Question: What's the name of the song Dutch and co. are listening to in the chopper?

Answer: Long Tall Sally by Little Richard.

Grumpy Scot

Question: In the scene before Billy finds the bodies, he cuts open a tree and starts drinking from it - what is he actually drinking because it doesn't look like water.

Answer: According to the script, it is water: it says Billy uses his knife to cut a thick vine and drinks the stream of water that pours out. The drops on his clothes look a bit cloudy so it could have been mixed with sap or some other organic substance.

Sierra1

You got it exactly right. Climbing "water vines" that grow on trees in tropical areas contain a substantial amount of fluid and are a reliable source of safe drinking water.

raywest

Question: What was the true sole purpose of the Predator killing people? Was it for sport, some kind of training, or was he sent to earth to do it? Most of all, at the end of the movie, why did he kill himself. He still had some weapons on him so why didn't he use one of them to kill Dutch instead of using his self-destruct device to take them both out?

Answer: The entire culture of the Predators, a species called the Yautja, revolves around hunting for honor and glory. In expanded universe material, humans are considered one of the top two species to hunt, the other being Xenomorphs (AKA Aliens), and that human hunts must be granted instead of being open to all. As for the self-destruction, it is three-fold. First, it is used as a ritual suicide similar to defeated samurai. Second, it is a last chance to kill an enemy who has bested them. Third, it destroys all Yautja technology and erases evidence of the Yautja being there.

LorgSkyegon

Answer: Predators appear to be drawn to conflict (as well as heat, which is why it's in a Jungle in the first film and during a heatwave in the second), and they seek out the most challenging prey. Obviously to a predator, a lion or something isn't going to be much trouble, but a heavily armed group of highly trained commandos is a hunt worthy of honour. They are honourable hunters, not just bloodthirsty killers, which is shown when it actively avoids the woman because she is unarmed (and is also shown in Predator 2 ignoring a woman as she is pregnant). It kills itself at the end because it's dying, and it can't do anything else, so go out with a bang, basically. If he had used another weapon to kill Dutch, he'd have died eventually anyway.

Gary O'Reilly

Question: There is a scene where after Dillon accidentally kicks a log down the hill, Mac says to him, "You're ghosting' us, motherfucker. I don't care who you are back in the world. You give our position one more time, I'll bleed you, real quiet, and leave you here. Got that?" What did he mean by that?

Josh West

Answer: To translate: "Making noise like that could get us killed. I don't care that you're a CIA agent, if you give away our position like that again, I'll kill you quietly and leave your body here. Do you understand?"

BaconIsMyBFF

Answer: I always thought that the line started with "They're ghosting us." That would make more sense.

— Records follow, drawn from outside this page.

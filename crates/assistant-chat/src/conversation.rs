//! Conversation state: message log, session, uploaded files, settings, mode.
//!
//! Requests are split into `begin_*` (validate, record, go busy) and
//! [`Conversation::complete`] (merge the outcome). The ticket returned by
//! `begin_*` names the session the request was issued under; an outcome for
//! a session that has since been reset is discarded.

use tracing::{debug, info, warn};

use assistant_client::{ClientError, UploadFile, UploadResponse};
use assistant_core::{Message, Mode, SessionId, Settings, Source};

use crate::error::ChatError;
use crate::state::{RequestState, RequestTicket};

/// Prefix of an assistant message reporting a failed query.
pub const QUERY_ERROR_PREFIX: &str = "❌ Error: ";
/// Prefix of an assistant message reporting a failed upload.
pub const UPLOAD_ERROR_PREFIX: &str = "❌ Error uploading files: ";
/// Prefix of an assistant message confirming an upload.
pub const UPLOAD_OK_PREFIX: &str = "✅ ";

/// What a pending request asks the backend to do.
#[derive(Debug, Clone)]
pub enum RequestKind {
    /// Query routed by `mode`, carrying the settings at submit time.
    Query {
        mode: Mode,
        text: String,
        settings: Settings,
    },
    Upload { files: Vec<UploadFile> },
}

/// A request accepted by the conversation and not yet completed.
#[derive(Debug, Clone)]
pub struct PendingRequest {
    pub ticket: RequestTicket,
    pub kind: RequestKind,
}

impl PendingRequest {
    pub fn session(&self) -> &SessionId {
        &self.ticket.session
    }
}

/// Result of running a pending request against the backend.
#[derive(Debug)]
pub enum Outcome {
    Answer {
        content: String,
        sources: Vec<Source>,
    },
    Uploaded(UploadResponse),
    Failed(ClientError),
}

/// Whether [`Conversation::complete`] merged an outcome.
#[derive(Debug, Clone, Copy, PartialEq, Eq)]
pub enum Completion {
    Applied,
    /// The ticket no longer matches the in-flight request or session.
    Stale,
}

/// Application context for one browsing session.
#[derive(Debug)]
pub struct Conversation {
    session: SessionId,
    messages: Vec<Message>,
    uploaded_files: Vec<String>,
    settings: Settings,
    mode: Mode,
    state: RequestState,
    next_seq: u64,
}

impl Default for Conversation {
    fn default() -> Self {
        Self::new(Settings::default())
    }
}

impl Conversation {
    /// Start a conversation with a fresh session, in chat mode.
    pub fn new(settings: Settings) -> Self {
        let session = SessionId::generate();
        info!(session = %session, "Conversation started");
        Self {
            session,
            messages: Vec::new(),
            uploaded_files: Vec::new(),
            settings,
            mode: Mode::default(),
            state: RequestState::Idle,
            next_seq: 0,
        }
    }

    pub fn session(&self) -> &SessionId {
        &self.session
    }

    pub fn messages(&self) -> &[Message] {
        &self.messages
    }

    pub fn uploaded_files(&self) -> &[String] {
        &self.uploaded_files
    }

    pub fn settings(&self) -> &Settings {
        &self.settings
    }

    pub fn mode(&self) -> Mode {
        self.mode
    }

    pub fn state(&self) -> &RequestState {
        &self.state
    }

    pub fn is_busy(&self) -> bool {
        self.state.is_busy()
    }

    /// Switch endpoint routing. Allowed in any state; touches nothing else.
    pub fn set_mode(&mut self, mode: Mode) {
        if mode != self.mode {
            debug!(from = %self.mode, to = %mode, "Mode switched");
            self.mode = mode;
        }
    }

    /// Replace all settings. Applies to the next request only.
    pub fn set_settings(&mut self, settings: Settings) -> Result<(), ChatError> {
        settings.validate()?;
        self.settings = settings;
        Ok(())
    }

    /// Change one setting by name. Applies to the next request only.
    pub fn set_setting(&mut self, name: &str, value: &str) -> Result<(), ChatError> {
        self.settings.set_named(name, value)?;
        debug!(name, value, "Setting updated");
        Ok(())
    }

    /// Accept a query: append the user message and go busy.
    pub fn begin_submit(&mut self, input: &str) -> Result<PendingRequest, ChatError> {
        if input.trim().is_empty() {
            return Err(ChatError::EmptyInput);
        }
        if self.state.is_busy() {
            return Err(ChatError::Busy);
        }

        let ticket = self.issue_ticket()?;
        self.messages.push(Message::user(input));
        Ok(PendingRequest {
            ticket,
            kind: RequestKind::Query {
                mode: self.mode,
                text: input.to_string(),
                settings: self.settings,
            },
        })
    }

    /// Accept an upload and go busy. An empty selection is rejected.
    pub fn begin_upload(&mut self, files: Vec<UploadFile>) -> Result<PendingRequest, ChatError> {
        if files.is_empty() {
            return Err(ChatError::NoFiles);
        }
        if self.state.is_busy() {
            return Err(ChatError::Busy);
        }

        let ticket = self.issue_ticket()?;
        Ok(PendingRequest {
            ticket,
            kind: RequestKind::Upload { files },
        })
    }

    /// Merge the outcome of the request identified by `ticket`.
    pub fn complete(&mut self, ticket: &RequestTicket, outcome: Outcome) -> Completion {
        if ticket.session != self.session || self.state.ticket() != Some(ticket) {
            debug!(
                seq = ticket.seq,
                session = %ticket.session,
                current = %self.session,
                "Discarding stale response"
            );
            return Completion::Stale;
        }

        let message = match outcome {
            Outcome::Answer { content, sources } => Message::assistant(content, sources),
            Outcome::Uploaded(resp) => {
                info!(
                    files = resp.processed_files.len(),
                    chunks = resp.total_chunks.unwrap_or(0),
                    "Documents uploaded"
                );
                self.uploaded_files.extend(resp.processed_files);
                Message::assistant(format!("{}{}", UPLOAD_OK_PREFIX, resp.message), Vec::new())
            }
            Outcome::Failed(err) => {
                warn!(
                    error = %err,
                    status = err.status().unwrap_or(0),
                    "Request failed"
                );
                let prefix = if err.operation() == Some(assistant_client::Operation::Upload) {
                    UPLOAD_ERROR_PREFIX
                } else {
                    QUERY_ERROR_PREFIX
                };
                Message::assistant_error(
                    format!("{}{}", prefix, err.user_message()),
                    err.diagnostic(),
                )
            }
        };
        self.messages.push(message);
        self.state = RequestState::Idle;
        debug!(seq = ticket.seq, "Request completed");
        Completion::Applied
    }

    /// Return to idle without a reply when a request died without an outcome.
    pub fn abandon(&mut self, ticket: &RequestTicket) -> Completion {
        if self.state.ticket() != Some(ticket) {
            return Completion::Stale;
        }
        warn!(seq = ticket.seq, "Request abandoned");
        self.state = RequestState::Idle;
        Completion::Applied
    }

    /// Clear the log and file list and start a new session, in any state.
    ///
    /// Returns the session that was replaced. A request still in flight for
    /// it will be discarded on completion.
    pub fn reset(&mut self) -> SessionId {
        if let Some(ticket) = self.state.ticket() {
            debug!(seq = ticket.seq, "Reset while a request is in flight");
        }
        let previous = std::mem::replace(&mut self.session, SessionId::generate());
        self.messages.clear();
        self.uploaded_files.clear();
        self.state = RequestState::Idle;
        info!(previous = %previous, session = %self.session, "Conversation reset");
        previous
    }

    fn issue_ticket(&mut self) -> Result<RequestTicket, ChatError> {
        self.next_seq += 1;
        let ticket = RequestTicket {
            seq: self.next_seq,
            session: self.session.clone(),
        };
        self.transition(RequestState::Busy(ticket.clone()))?;
        Ok(ticket)
    }

    fn transition(&mut self, target: RequestState) -> Result<(), ChatError> {
        if !self.state.can_transition_to(&target) {
            return Err(ChatError::InvalidTransition {
                from: self.state.clone(),
                to: target,
            });
        }
        debug!("Request state: {} -> {}", self.state, target);
        self.state = target;
        Ok(())
    }
}

// =============================================================================
// Tests
// =============================================================================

"You're ghosting us" would suggest that Dillon's careless actions will make them ghosts, i.e. get them killed.

Phaneron

Question: The helicopter with Dillon's agents - did the guerrillas shoot it down or did the Predator?

Answer: The guerrillas shot down the helicopter using a Soviet heat-seeking missile and captured the agents after they executed the pilots. The Predator came along later and ambushed Jim Hopper's rescue team.

BaconIsMyBFF

Revealing mistake: As the Predator tends to his wounded leg, one of his claws can be seen bending as if made of rubber.

More mistakes in Predator

Poncho: Get that stinking shit out of my face!
Blaine: Bunch of slack jawed-f*****s around here! This stuff will make you a god damn sexual Tyrannosaurus! Just like me.
Poncho: Strap this on your sore ass, Blaine!

More quotes from Predator

Trivia: Jesse Ventura was delighted to find out from the wardrobe department that his arms were 1" bigger than Arnold Schwarzenegger's. He suggested to Schwarzenegger that they measure arms, with the winner getting a bottle of champagne. Ventura lost because Schwarzenegger had told the wardrobe department to tell Ventura that his arms were bigger.